Monday, October 25, 2010

Spark Gaps can be Negative Resistors

HV Spark Gap Experiments

It's so weird. I was imagining building a device like this for the last couple of days, and then I find someone has already done it! In my imagination, I was thinking of using a Hydrogen Spark Gap, which is a glass tube full of Hydrogen. Here, to make the spark gap, he's using a rod of Carbon and a rod of Thoriated Tungsten (which is a TIG welding electrode, available at your local welding shop). For the Carbon rod I suppose you could use pencil graphite.

Note he is also using Leyden Jars for the capacitors. One interesting property of Leyden Jars is that they generate a radial electric field. They consist of two concentric pieces of metal -- that is, one inside the other along an axis. Imagine a small diameter pipe, and a slightly larger diameter pipe. You can slide the small pipe inside the large one. Now, if you stick little bits of plastic in the ends to keep them from touching, you now have a capacitor whose electric field will be radial. Harold Aspden says that a radial electric field causes ether to spin. There is a way to capture this aether spin energy in a simple oscillator. He gives drawings and a description here: Chapter 11. Compare Apsden's device to the spark gap one above. It seems to me that they are very similar, except one uses a spark gap and the other does not.

I guess another way of making a Hydrogen Spark Gap is to have a (Thoriated?) Tungsten spark gap across the tip of a welding torch, which has Hydrogen spraying out of it. This is exactly what they have in old Atomic Hydrogen welding torches (see post below).

I hypothesize that you could use the spark gap in an Atomic Hydrogen Welding getup as a negative resistance component in an oscillator. An oscillator with negative resistance should keep ringing forever.

Sunday, October 17, 2010

Hydrogen Spark Gap

Another thing Langmuir discovered, while noodling around with Hydrogen and high voltage, was the Hydrogen Spark Gap. These were useful in the construction of early oscillators, such as Tesla Coils, and are still used today.

Tesla thought that there were at least two kinds of electrical waves. Transverse, which you read about in Physics textbooks now, and Longitudinal, which you never hear about.

Nowadays, electromagnetic waves are though of as being Transverse. That is, they oscillate in a direction perpendicular to the direction the wave is traveling. An example of a transverse wave, I suppose, would be an ocean wave as it comes towards the shore. The wave is moving toward the shore, but the top of the wave is going up -- 90 degrees from the direction the wave is going.

An example of a Longitudinal Wave is a sound wave traveling through air. It consists of layers of compressed and rare-ified air. Imagine it like a sandwich with various layers of things in it. That's the compressed and uncompressed air. If you were to stick a toothpick in the top of the sandwich, that's the direction in which the sandwich is moving -- along the axis of the toothpick.

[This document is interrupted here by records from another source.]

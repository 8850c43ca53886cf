//! Master shape parts (visio/masters/*.xml)
//!
//! Masters are passed through: parsed, rewritten under `masters/`, and
//! otherwise not interpreted.

use std::fs;
use std::path::Path;

use crate::archive::ScratchDir;
use crate::error::Result;

/// Output folder for rewritten masters, relative to the output root
pub const OUTPUT_DIR: &str = "masters";

/// Rewrite every master part under `masters_dir`
///
/// Returns the file names of the masters written, in archive listing order.
pub fn extract(scratch: &ScratchDir, masters_dir: &str, output_dir: &Path) -> Vec<String> {
    let entries: Vec<&str> = scratch.xml_entries_in(masters_dir).collect();
    if entries.is_empty() {
        log::debug!("No master parts under {}", masters_dir);
        return Vec::new();
    }

    let masters_out = output_dir.join(OUTPUT_DIR);
    if let Err(e) = fs::create_dir_all(&masters_out) {
        log::error!("Cannot create {}: {}", masters_out.display(), e);
        return Vec::new();
    }

    let mut written = Vec::with_capacity(entries.len());
    for entry in entries {
        match pass_through(scratch, entry, &masters_out) {
            Ok(filename) => {
                log::info!("Processed master: {}", filename);
                written.push(filename);
            }
            Err(e) => log::error!("Error processing master {}: {}", entry, e),
        }
    }
    written
}

fn pass_through(scratch: &ScratchDir, entry: &str, masters_out: &Path) -> Result<String> {
    let tree = super::load(scratch, entry)?;
    let filename = super::file_name(entry);
    tree.save(&masters_out.join(filename))?;
    Ok(filename.to_string())
}
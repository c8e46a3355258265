//! # Task collection - handles of live execution units.
//!
//! Tracks every unit a service spawned (task workers and the bus reader)
//! and converts their outcomes into health signals.
//!
//! ## Architecture
//! ```text
//! BaseService::start ──► spawn(unit) ──► Vec<UnitHandle>
//!
//! healthcheck ──► check_all()
//!                   ├─ unfinished units   → kept
//!                   └─ finished units     → joined and dropped
//!                        ├─ Ok / Canceled / aborted → debug log
//!                        └─ Err / panic             → UnexpectedTask (first one returned)
//!
//! stop ──► stop_all() ──► abort every unit ──► join all ──► failures logged, never returned
//! ```
//!
//! ## Rules
//! - A finished unit is removed on the first `check_all` that sees it, so each
//!   failure is reported exactly once.
//! - Cancellation (abort or `TaskError::Canceled`) is never a failure.

use std::{future::Future, sync::Arc};

use tokio::task::JoinHandle;
use tracing::{debug, error, warn};

use crate::config::ServiceConfig;
use crate::error::{ServiceError, TaskError};

/// Handle to a spawned unit.
struct UnitHandle {
    /// Deterministic unit name.
    name: Arc<str>,
    /// Join handle of the unit.
    join: JoinHandle<Result<(), TaskError>>,
}

/// Units owned by one service.
#[derive(Default)]
pub(crate) struct TaskCollection {
    units: Vec<UnitHandle>,
}

impl TaskCollection {
    /// Spawns `fut` as a unit named `name` on the runtime selected by `cfg`.
    pub fn spawn<F>(&mut self, cfg: &ServiceConfig, name: Arc<str>, fut: F)
    where
        F: Future<Output = Result<(), TaskError>> + Send + 'static,
    {
        let join = cfg.spawn(fut);
        self.units.push(UnitHandle { name, join });
    }

    /// Number of tracked units (finished units stay tracked until the next check).
    pub fn len(&self) -> usize {
        self.units.len()
    }

    /// Number of units that have not finished yet.
    pub fn live(&self) -> usize {
        self.units.iter().filter(|u| !u.join.is_finished()).count()
    }

    /// Names of tracked units, in spawn order.
    pub fn names(&self) -> Vec<String> {
        self.units.iter().map(|u| u.name.to_string()).collect()
    }

    /// Prunes finished units and reports the first unexpected failure among them.
    pub async fn check_all(&mut self) -> Result<(), ServiceError> {
        let (finished, live): (Vec<_>, Vec<_>) =
            self.units.drain(..).partition(|u| u.join.is_finished());
        self.units = live;

        let mut failure = None;
        for unit in finished {
            let name = Arc::clone(&unit.name);
            if let Err(e) = settle(unit).await {
                if failure.is_none() {
                    failure = Some(ServiceError::UnexpectedTask {
                        unit: name.to_string(),
                        source: e,
                    });
                } else {
                    warn!(
                        unit = %name,
                        error = %e,
                        label = e.as_label(),
                        "another task unit failed"
                    );
                }
            } else {
                debug!(unit = %name, "removed finished task unit");
            }
        }
        failure.map_or(Ok(()), Err)
    }

    /// Aborts every unit and waits for all of them to settle.
    ///
    /// Failures are logged, never returned: stopping always completes.
    pub async fn stop_all(&mut self) {
        let units: Vec<UnitHandle> = self.units.drain(..).collect();
        for unit in &units {
            unit.join.abort();
        }

        let count = units.len();
        for unit in units {
            let name = Arc::clone(&unit.name);
            if let Err(e) = settle(unit).await {
                error!(
                    unit = %name,
                    error = %e,
                    label = e.as_label(),
                    "task unit stopped with error"
                );
            }
        }
        debug!(count, "cancelled task units");
    }
}

/// Joins a unit, mapping cancellation to `Ok`.
async fn settle(unit: UnitHandle) -> Result<(), TaskError> {
    match unit.join.await {
        Ok(Ok(())) => Ok(()),
        Ok(Err(TaskError::Canceled)) => {
            debug!(unit = %unit.name, "task unit was cancelled");
            Ok(())
        }
        Ok(Err(e)) => Err(e),
        Err(je) if je.is_cancelled() => {
            debug!(unit = %unit.name, "task unit was aborted");
            Ok(())
        }
        Err(je) => match je.try_into_panic() {
            Ok(panic) => Err(TaskError::from_panic(panic)),
            Err(je) => Err(TaskError::fail(je.to_string())),
        },
    }
}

Here's an interesting film in which old Hydrogen Spark Gaps are used in a piece of Tesla technology to generate Longitudinal Waves. Tesla Longitudinal Electricity Brought to you by the wonderful folks at Borderlands Science Research.

Atomic Hydrogen Welding



Hydrogen gas normally exists as H2 -- molecular Hydrogen. If a jet of molecular Hydrogen is passed through an electric arc (spark gap), the molecules of Hydrogen separate into individual atoms. This new gas is called Atomic Hydrogen. When Atomic Hydrogen recombines into molecular Hydrogen, a great deal of heat is produced. More heat than is produced by burning molecular Hydrogen (H2).

Atomic Hydrogen welding was invented by Langmuir. It is also discussed in Yull Brown's patent.

Here's some diagrams showing how it works. It's very simple. Atomic Hydrogen Welding. Note that the electrodes are Tungsten. Tungsten was also used by Tadahiko Mizuno in his water electrolysis experiments which resulted in LENR. The same experiment was reproduced by Dominico Cirillo. This may just be a coincidence. Langmuir may have used Tungsten electrodes simply because they have a high melting point.

William Lyne, author of Occult Ether Physics, states that more energy is released when Atomic Hydrogen recombines into H2 than is needed to separate H2 into Atomic Hydrogen. Apparently three orders of magnitude more energy. He proposes using this excess energy to run a furnace. See Atomic Hydrogen Furnace. I must admit he is kindof wacko, but read this introduction to his work by real physicist Tom Bearden.

Saturday, October 16, 2010

Practical Guide to Free Energy Devices




This is the new Phase Lock Loop circuit I'm building. Schematic is taken from Water Capacitor.

Chapter 10 of A Practical Guide to Free Energy Devices covers the PLL Lawton / Cramton circuit I'm building, among other things. See also Courtiestown Marine, as they have Bob Boyce and Dave Lawton circuits.

I've built a jig to wind the Bifilar coil for the circuit.